Ana Carolina da Silva Cunha e Tânia Goldbach (Orient.)
[email protected]
1
Instituto Federal de Educação, Ciência e Tecnologia do Rio de Janeiro – IFRJ
Palavras-chave: jogo didático, ensino de fotossíntese, transformações da matéria.
Introdução
O ensino da nutrição vegetal é um campo fértil
para se trabalhar de forma integrada diversos
conteúdos do currículo do 6º ano do Ensino
Fundamental (EF), como solo, água e ar, e mobilizar
conhecimentos áreas da Física e Química, como
composição da matéria (átomos, moléculas) e
transformações da matéria e energia.
Essa visão de ensino integrado encontra respaldo
nos Parâmetros Curriculares Nacionais (PCN) de
Ciências Naturais, mas segundo o referido documento,
ainda é pouco explorada pelos professores de
Ciências.
Este trabalho trata de uma reflexão sobre um jogo,
denominado “Plantas Famintas”, de caráter
colaborativo, como estratégia que potencialmente
contribui para o ensino integrado de temas
relacionados com o processo fotossintético e que pode
favorecer uma atitude ativa dos educandos na
aprendizagem. Está visão construtivista de
aprendizagem é apoiada por diversos autores. Dentre
eles, Moraes (2000) descreve que aprender não é
apenas um empreendimento individual, mas um
processo que valoriza o sujeito dentro da
aprendizagem.[1]
A escolha de utilização de um jogo didático se
justifica por ser uma estratégica que facilita a
compreensão do conteúdo de forma motivante e
divertida. Diversos trabalhos a respeito dos jogos
didáticos têm mostrado o papel efetivo desta
estratégia na aprendizagem, pois os alunos através
desse tipo de atividade constroem seus próprios
conhecimentos, promovendo a socialização e a
elaboração de novos saberes, se alinhando, portanto,
com uma visão construtivista de ensino.[2]
Através da utilização desse jogo didático,
procurou-se entender como os alunos se envolvem
ativamente na construção do conhecimento e
compreendem “Como as plantas se alimentam?” e
“Qual o papel da alimentação em seu crescimento e
desenvolvimento?”.
No jogo foram utilizados diversos recursos
semióticos, dentre eles destaca-se um modelo com
bolinhas de isopor para relacionar a fotossíntese com a
composição, transformações da matéria e energia,
fazendo assim uma ponte entre o conhecimento.
Metodologia
Utilizou-se como instrumento de investigação da
aplicação do jogo, a técnica de grupo focal, com um
olhar voltado para os aspectos qualitativos da
atividade realizada com os educandos.
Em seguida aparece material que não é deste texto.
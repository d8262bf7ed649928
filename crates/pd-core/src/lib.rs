//! Domain model and store contract for production detection.
//!
//! This crate contains the types shared by the detection components and the
//! store implementations:
//! - Typed identifiers and time ranges
//! - Cycles, operation slots, sequence slots, auto-sequences, milestones and logs
//! - The [`Store`] trait and its transaction scopes
//! - Configuration snapshots, extension hooks and the liveness sink

pub mod config;
pub mod error;
pub mod extension;
pub mod liveness;
pub mod model;
mod range;
pub mod stamp;
pub mod store;
pub mod types;

pub use config::{ConfigProvider, DetectionConfig, PropagationOption};
pub use error::{DetectionError, ErrorKind, ExtensionError, StoreError};
pub use extension::{
    AfterCycleDetectionExtension, AfterOperationDetectionExtension,
    AfterSequenceDetectionExtension, CycleDetectionExtension, Extensions, HookResult,
    OperationDetectionExtension,
};
pub use liveness::{Liveness, NoLiveness};
pub use model::{
    Association, AssociationTarget, AutoSequence, AutoSequenceKind, BetweenCycles, CycleStatus,
    DetectionLog, MachineModule, ManufacturingOrder, Operation, OperationCycle, OperationSlot,
    Sequence, SequenceMilestone, SequenceSlot, SlotContext,
};
pub use range::TimeRange;
pub use stamp::Stamp;
pub use store::{IsolationLevel, Store, TransactionOptions, TxScope, with_transaction};
pub use types::{
    AutoSequenceId, BetweenCyclesId, ComponentId, IsoFileId, LineId, LogLevel, MachineId,
    MachineModuleId, ManufacturingOrderId, OperationCycleId, OperationId, OperationSlotId,
    SequenceId, SequenceSlotId, StampId, ValidationError, WorkOrderId, WorkPieceId,
};
//! Production detection CLI library.
//!
//! This crate provides the `pd` command: it loads reference data, replays
//! detection events through the detection core and prints the resulting
//! production timeline.

mod cli;
pub mod commands;
mod config;

pub use cli::{Cli, Commands};
pub use config::Config;
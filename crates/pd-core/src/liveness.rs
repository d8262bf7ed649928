//! Liveness sink fed by long detection calls.
//!
//! A watchdog outside the detection decides what to do with these signals;
//! they never change the outcome of a call.

/// Receives activity signals from a running detection.
pub trait Liveness: Send + Sync {
    /// The caller is making progress.
    fn set_active(&self);

    /// Suspends the inactivity check around a call that may legitimately block.
    fn pause_check(&self);

    fn resume_check(&self);
}

/// A sink that ignores every signal.
#[derive(Debug, Clone, Copy, Default)]
pub struct NoLiveness;

impl Liveness for NoLiveness {
    fn set_active(&self) {}

    fn pause_check(&self) {}

    fn resume_check(&self) {}
}
#[cfg(test)]
mod tests {
    use super::*;
    use crate::test_support::{associate, at, logs, machine, module, op, secs, seq, setup, slot_summary};
    use pd_core::SequenceId;
    use pd_db::Database;

    fn detection() -> SequenceDetection {
        SequenceDetection::new(DetectionContext::new(machine(), module()))
    }

    fn sequence(id: i64, operation: i64) -> Sequence {
        Sequence {
            id: seq(id),
            operation: op(operation),
            name: None,
            auto_only: false,
        }
    }

    /// `(begin, end, sequence, next_begin)` of every sequence slot, in seconds.
    fn sequence_summary(db: &Database) -> Vec<(i64, Option<i64>, Option<i64>, Option<i64>)> {
        db.sequence_slots(module())
            .unwrap()
            .iter()
            .map(|slot| {
                (
                    secs(slot.range.begin),
                    slot.range.end.map(secs),
                    slot.sequence.map(SequenceId::get),
                    slot.next_begin.map(secs),
                )
            })
            .collect()
    }

    fn auto_summary(db: &Database) -> Vec<(i64, Option<i64>, AutoSequenceKind)> {
        db.auto_sequences(module())
            .unwrap()
            .iter()
            .map(|auto| (secs(auto.range.begin), auto.range.end.map(secs), auto.kind))
            .collect()
    }

    // ========== Sequence Slot Tests ==========

    #[test]
    fn start_sequence_opens_slot_and_operation() {
        let mut db = setup();
        detection()
            .start_sequence(&mut db, TxScope::Own, &sequence(5, 1), at(0))
            .unwrap();

        assert_eq!(sequence_summary(&db), vec![(0, None, Some(5), None)]);
        assert_eq!(slot_summary(&db), vec![(0, None, Some(1))]);
        let milestone = db.sequence_milestone(module()).unwrap().expect("milestone");
        assert_eq!(milestone.sequence, Some(seq(5)));
    }

    #[test]
    fn next_sequence_truncates_previous_and_sets_next_begin() {
        let mut db = setup();
        let mut detection = detection();
        detection
            .start_sequence(&mut db, TxScope::Own, &sequence(5, 1), at(0))
            .unwrap();
        detection
            .start_sequence(&mut db, TxScope::Own, &sequence(6, 2), at(100))
            .unwrap();

        assert_eq!(
            sequence_summary(&db),
            vec![(0, Some(100), Some(5), Some(100)), (100, None, Some(6), None)]
        );
        assert_eq!(
            slot_summary(&db),
            vec![(0, Some(100), Some(1)), (100, None, Some(2))]
        );
        let messages: Vec<String> = logs(&db).into_iter().map(|log| log.message).collect();
        insta::assert_debug_snapshot!(messages, @r#"
        [
            "Discontinue at 2023-11-14T22:15:00.000Z the future operation slot at 2023-11-14T22:13:20.000Z because of the sequence detection",
        ]
        "#);
    }

    #[test]
    fn repeated_sequence_keeps_single_slot() {
        let mut db = setup();
        let mut detection = detection();
        detection
            .start_sequence(&mut db, TxScope::Own, &sequence(5, 1), at(0))
            .unwrap();
        detection
            .start_sequence(&mut db, TxScope::Own, &sequence(5, 1), at(50))
            .unwrap();

        assert_eq!(sequence_summary(&db), vec![(0, None, Some(5), None)]);
        assert_eq!(slot_summary(&db), vec![(0, None, Some(1))]);
    }

    #[test]
    fn extending_past_next_begin_is_logged() {
        let mut db = setup();
        let mut slot = SequenceSlot::new(module(), TimeRange::new(at(0), at(50)).unwrap(), seq(5));
        slot.next_begin = Some(at(40));
        db.insert_sequence_slot(&mut slot).unwrap();

        detection()
            .start_sequence(&mut db, TxScope::Own, &sequence(5, 1), at(45))
            .unwrap();

        assert_eq!(sequence_summary(&db), vec![(0, None, Some(5), None)]);
        assert_eq!(slot_summary(&db), vec![(50, None, Some(1))]);
        let logs = logs(&db);
        assert_eq!(logs.len(), 1);
        assert_eq!(logs[0].level, LogLevel::Warn);
        insta::assert_snapshot!(&logs[0].message, @"Extend a sequence slot to +oo after NextBegin 2023-11-14T22:14:00.000Z");
    }

    // ========== Chronology Tests ==========

    #[test]
    fn older_event_is_skipped_and_logged() {
        let mut db = setup();
        let mut detection = detection();
        detection
            .start_sequence(&mut db, TxScope::Own, &sequence(5, 1), at(100))
            .unwrap();
        detection
            .start_sequence(&mut db, TxScope::Own, &sequence(6, 2), at(50))
            .unwrap();

        assert_eq!(sequence_summary(&db), vec![(100, None, Some(5), None)]);
        let logs = logs(&db);
        assert_eq!(logs.len(), 1);
        assert_eq!(logs[0].level, LogLevel::Fatal);
        assert_eq!(logs[0].source, "SequenceDetection");
    }

    // ========== Auto-Sequence Tests ==========

    #[test]
    fn auto_only_operation_extends_matching_record() {
        let mut db = setup();
        let mut detection = detection();
        detection
            .start_auto_only_operation(&mut db, TxScope::Own, op(1), at(0))
            .unwrap();
        detection
            .start_auto_only_operation(&mut db, TxScope::Own, op(1), at(30))
            .unwrap();
        assert_eq!(
            auto_summary(&db),
            vec![(0, None, AutoSequenceKind::Operation(op(1)))]
        );

        detection
            .start_auto_only_operation(&mut db, TxScope::Own, op(2), at(60))
            .unwrap();
        assert_eq!(
            auto_summary(&db),
            vec![
                (0, Some(60), AutoSequenceKind::Operation(op(1))),
                (60, None, AutoSequenceKind::Operation(op(2))),
            ]
        );
    }

    #[test]
    fn auto_only_sequence_leaves_no_sequence_slot() {
        let mut db = setup();
        let mut detection = detection();
        detection
            .start_sequence(&mut db, TxScope::Own, &sequence(5, 1), at(0))
            .unwrap();
        let auto_only = Sequence {
            auto_only: true,
            ..sequence(7, 1)
        };
        detection
            .start_sequence(&mut db, TxScope::Own, &auto_only, at(100))
            .unwrap();

        assert_eq!(sequence_summary(&db), vec![(0, Some(100), Some(5), None)]);
        assert_eq!(
            auto_summary(&db),
            vec![(100, None, AutoSequenceKind::Sequence(seq(7)))]
        );
        assert_eq!(slot_summary(&db), vec![(0, Some(100), Some(1))]);
    }

    // ========== Stop Tests ==========

    #[test]
    fn stop_sequence_cuts_slot_and_operation() {
        let mut db = setup();
        let mut detection = detection();
        detection
            .start_sequence(&mut db, TxScope::Own, &sequence(5, 1), at(0))
            .unwrap();
        detection.stop_sequence(&mut db, TxScope::Own, at(100)).unwrap();

        assert_eq!(sequence_summary(&db), vec![(0, Some(100), Some(5), None)]);
        assert_eq!(slot_summary(&db), vec![(0, Some(100), Some(1))]);
        let milestone = db.sequence_milestone(module()).unwrap().expect("milestone");
        assert!(milestone.completed);
    }

    #[test]
    fn future_slot_is_removed_and_logged() {
        let mut db = setup();
        let mut slot = SequenceSlot::new(module(), TimeRange::from(at(200)), seq(5));
        db.insert_sequence_slot(&mut slot).unwrap();

        detection().stop_sequence(&mut db, TxScope::Own, at(100)).unwrap();

        assert!(sequence_summary(&db).is_empty());
        let logs = logs(&db);
        assert_eq!(logs.len(), 1);
        assert_eq!(logs[0].level, LogLevel::Error);
        assert!(logs[0].message.ends_with("in the future. Was the data replayed?"));
    }

    #[test]
    fn cut_keeps_operation_of_the_sequence() {
        let mut db = setup();
        associate(&mut db, 0, None, Some(1));
        detection()
            .start_sequence(&mut db, TxScope::Own, &sequence(5, 1), at(100))
            .unwrap();

        assert_eq!(slot_summary(&db), vec![(0, None, Some(1))]);
        assert!(logs(&db).is_empty());
    }
}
O grupo focal
se trata de um conjunto formado por pessoas
selecionadas e reunidas por um pesquisador. [3] O
propósito desse grupo se concentra em discutir e
comentar um tema, que é objeto da pesquisa em
estudo, a partir de experiências pessoais do grupo. [3].
Atualmente, essa técnica tem sido adaptada e
empregada em pesquisas na área de educação.[3] De
acordo com Lervolino e Pelicioni [4], o grupo focal
apresenta potencialidade no planejamento de
atividades educativas, e pode ser utilizado também
para a revisão do processo de ensino-aprendizagem.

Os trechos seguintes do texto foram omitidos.